New York Governor Andrew Cuomo, who has become one of the nation’s leading voices during the pandemic, said on Monday that President Donald Trump’s focus on reopening the economy was misguided and that it had backfired. Trump should issue an executive order mandating that people wear masks in public, and he should “lead by example” by wearing one himself.
Face covering to help stop the virus’ spread has become as much a political as a public health issue, with many Trump supporters saying such mandates infringe on their personal freedom.

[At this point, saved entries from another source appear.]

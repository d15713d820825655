//! Resumable serializer.
//!
//! Pending work lives in a deque of tagged task records. Small values are
//! rendered into task-owned bytes when pushed, so suspended tasks never
//! borrow the source value; streams stay live tasks that pull from their
//! source as buffer space allows. `run` drains tasks front to back into the
//! caller's buffer and returns how many bytes it produced; tasks that run out
//! of buffer stay queued for the next call.

use std::collections::VecDeque;
use std::collections::{BTreeMap, BTreeSet};
use std::io::{Read, Seek, SeekFrom};

use bytes::Bytes;

use crate::envelope;
use crate::error::{CodecError, Result};
use crate::limits::Limits;
use crate::store;
use crate::value::Bits;
use crate::{cross, MIN_RUN_BUFFER_SIZE};

/// Byte source for streamed values. Seeking is only exercised when a start
/// offset is supplied.
pub trait StreamSource: Read + Seek + Send {}

impl<T: Read + Seek + Send> StreamSource for T {}

const SCALAR_MAX: usize = cross::MAX_SIZE;

enum Task {
    /// Pre-rendered fixed-size value (integer, bool, cross, sealed count).
    Scalar { buf: [u8; SCALAR_MAX], len: u8, at: u8 },
    /// Owned byte payload (string/byte-string bodies, packed bits).
    Blob { data: Bytes, at: usize },
    /// Chunk-framed byte stream.
    Stream {
        source: Box<dyn StreamSource>,
        offset: Option<u64>,
        remaining: Option<u64>,
        started: bool,
    },
}

enum Step {
    Done,
    Wait,
}

pub struct Serializer {
    tasks: VecDeque<Task>,
    limits: Limits,
    defaults: Limits,
    error: Option<CodecError>,
    stream_error: Option<CodecError>,
    stream_total: u64,
}
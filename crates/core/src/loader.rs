use crate::extractor::{decode_text, LopdfExtractor, PdfExtractor};
use crate::{DocType, Document, LoadError, UploadedFile};
use regex::Regex;
use sha2::{Digest, Sha256};
use std::fs;
use std::path::{Path, PathBuf};
use tracing::{debug, warn};
use walkdir::WalkDir;

const CONTENT_PREFIX_LEN: usize = 12;

#[derive(Debug, Clone, PartialEq)]
pub struct SkippedFile {
    pub name: String,
    pub reason: String,
}

#[derive(Debug, Clone, Default)]
pub struct LoadReport {
    pub documents: Vec<Document>,
    pub skipped: Vec<SkippedFile>,
}

/// Copies uploads into a working directory and extracts their text.
pub struct DocumentLoader {
    upload_dir: PathBuf,
    extractor: Box<dyn PdfExtractor>,
}

impl DocumentLoader {
    pub fn new(upload_dir: impl Into<PathBuf>) -> Self {
        Self {
            upload_dir: upload_dir.into(),
            extractor: Box::new(LopdfExtractor),
        }
    }

    pub fn with_extractor(mut self, extractor: impl PdfExtractor + 'static) -> Self {
        self.extractor = Box::new(extractor);
        self
    }

    pub fn upload_dir(&self) -> &Path {
        &self.upload_dir
    }

    /// Fails on the first file that cannot be turned into text.
    pub fn load(&self, files: &[UploadedFile]) -> Result<Vec<Document>, LoadError> {
        let mut documents = Vec::new();
        for file in files {
            documents.extend(self.load_file(file)?);
        }
        Ok(documents)
    }

    /// Loads every readable file and reports the rest instead of failing the batch.
    pub fn load_best_effort(&self, files: &[UploadedFile]) -> Result<LoadReport, LoadError> {
        let mut report = LoadReport::default();

        for file in files {
            match self.load_file(file) {
                Ok(documents) => report.documents.extend(documents),
                Err(error) => {
                    warn!(file = %file.name, reason = %error, "skipped upload");
                    report.skipped.push(SkippedFile {
                        name: file.name.clone(),
                        reason: error.to_string(),
                    });
                }
            }
        }

        Ok(report)
    }

    pub fn load_file(&self, file: &UploadedFile) -> Result<Vec<Document>, LoadError> {
        let source_id = sanitize_file_name(&file.name)?;
        let stored = self.store(&source_id, &file.bytes)?;
        let doc_type = DocType::from_file_name(&source_id);

        debug!(file = %source_id, stored = %stored.display(), ?doc_type, "stored upload");

        let documents = match doc_type {
            DocType::Pdf => self
                .extractor
                .extract_pages(&stored)?
                .into_iter()
                .map(|page| Document {
                    source_id: source_id.clone(),
                    text: page.text,
                    doc_type,
                    page: Some(page.number),
                })
                .collect(),
            DocType::Text => vec![Document {
                source_id: source_id.clone(),
                text: decode_text(&source_id, &file.bytes)?,
                doc_type,
                page: None,
            }],
        };

        Ok(documents)
    }

    fn store(&self, source_id: &str, bytes: &[u8]) -> Result<PathBuf, LoadError> {
        fs::create_dir_all(&self.upload_dir)
            .map_err(|error| LoadError::io(self.upload_dir.display().to_string(), error))?;

        let path = self
            .upload_dir
            .join(format!("{}-{source_id}", content_prefix(bytes)));
        fs::write(&path, bytes).map_err(|error| LoadError::io(source_id, error))?;
        Ok(path)
    }
}

/// Reduces an untrusted upload name to a single safe path component.
pub fn sanitize_file_name(name: &str) -> Result<String, LoadError> {
    let unsafe_chars = Regex::new(r"[^A-Za-z0-9._-]")?;
    let last_component = name.rsplit(['/', '\\']).next().unwrap_or_default();
    let cleaned = unsafe_chars.replace_all(last_component, "_");
    let cleaned = cleaned.trim_start_matches('.');

    if cleaned.is_empty() {
        Ok("upload".to_string())
    } else {
        Ok(cleaned.to_string())
    }
}

fn content_prefix(bytes: &[u8]) -> String {
    let mut hasher = Sha256::new();
    hasher.update(bytes);
    let digest = format!("{:x}", hasher.finalize());
    digest[..CONTENT_PREFIX_LEN].to_string()
}

/// Expands folders into the `.pdf` and `.txt` files under them; plain file paths pass through.
pub fn discover_files(paths: &[PathBuf]) -> Vec<PathBuf> {
    let mut files = Vec::new();

    for path in paths {
        if !path.is_dir() {
            files.push(path.clone());
            continue;
        }

        let mut found = WalkDir::new(path)
            .into_iter()
            .filter_map(|item| item.ok())
            .filter(|entry| entry.file_type().is_file())
            .filter(|entry| {
                entry
                    .path()
                    .extension()
                    .and_then(|ext| ext.to_str())
                    .is_some_and(|ext| {
                        ext.eq_ignore_ascii_case("pdf") || ext.eq_ignore_ascii_case("txt")
                    })
            })
            .map(|entry| entry.path().to_path_buf())
            .collect::<Vec<_>>();

        found.sort_unstable();
        files.extend(found);
    }

    files
}

pub fn read_upload(path: &Path) -> Result<UploadedFile, LoadError> {
    let name = path
        .file_name()
        .map(|name| name.to_string_lossy().to_string())
        .unwrap_or_else(|| path.display().to_string());
    let bytes = fs::read(path).map_err(|error| LoadError::io(name.clone(), error))?;
    Ok(UploadedFile { name, bytes })
}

U.S. Vice President Mike Pence on Sunday pressed Americans to adopt face masks during a trip to Texas and wore one himself, a sharp turnaround for the administration. Other Republican politicians in hard hit states also are now calling for public facing covering.
The city of Jacksonville, Florida, venue for the Republican National Convention in August ahead of the Nov. 3 presidential election, said on its official Twitter account that it will be adopting a mandatory mask requirement for public and indoor locations starting later on Monday.
‘NOT EVEN CLOSE TO BEING OVER’
Arizona and Georgia were among the states reporting record new cases this week. Last week, a total of 15 U.S. states reported records, according to a Reuters tally.
In June, 22 U.S. states reported record increases in new cases, often multiple times, including Alaska, Arkansas, Montana, New Mexico, North Carolina, Oregon and Utah.
The United States accounts for about a quarter of all reported global coronavirus cases and related deaths, which surpassed 10 million and 500,000, respectively, over the weekend.
The pandemic “is not even close to being over,” World Health Organizatihere chief Tedros Adhanom Ghebreyesus told a briefing on Monday.
Some Americans, particularly in the Sun Belt states, will no longer be able to look forward to going to a bar or a beach on the popular July Fourth long weekend after violations on crowd limits.
Beaches in Florida’s Broward County and Palm Beach County will not open on July 3-5, officials said on Sunday. Miami-Dade County had already announced beach closures for the Independence Day weekend.
California authorities on Sunday ordered bars in Los Angeles and six other counties to close. Texas and Florida ordered the closure of all their bars on Friday.
In places where the number of cases are soaring, U.S. health officials are also considering “completely blanketing these communities with tests,” Fauci said, to try to get a better sense of an outbreak.
They would either test groups, or “pools,” of people or have community groups do contact tracing in person rather than by phone. Contact tracing involves identifying anyone exposed to an infected person asking them to voluntarily go into quarantine.
Fauci said he was optimistic that a vaccine could be available by year’s end, but that it was unclear how effective it would prove to be.
No vaccine would be 100% effective, he said, adding that it was difficult to achieve so-called herd immunity, in which most of population would be safe because a very large percentage has received a vaccine or gained immunity through prior infections.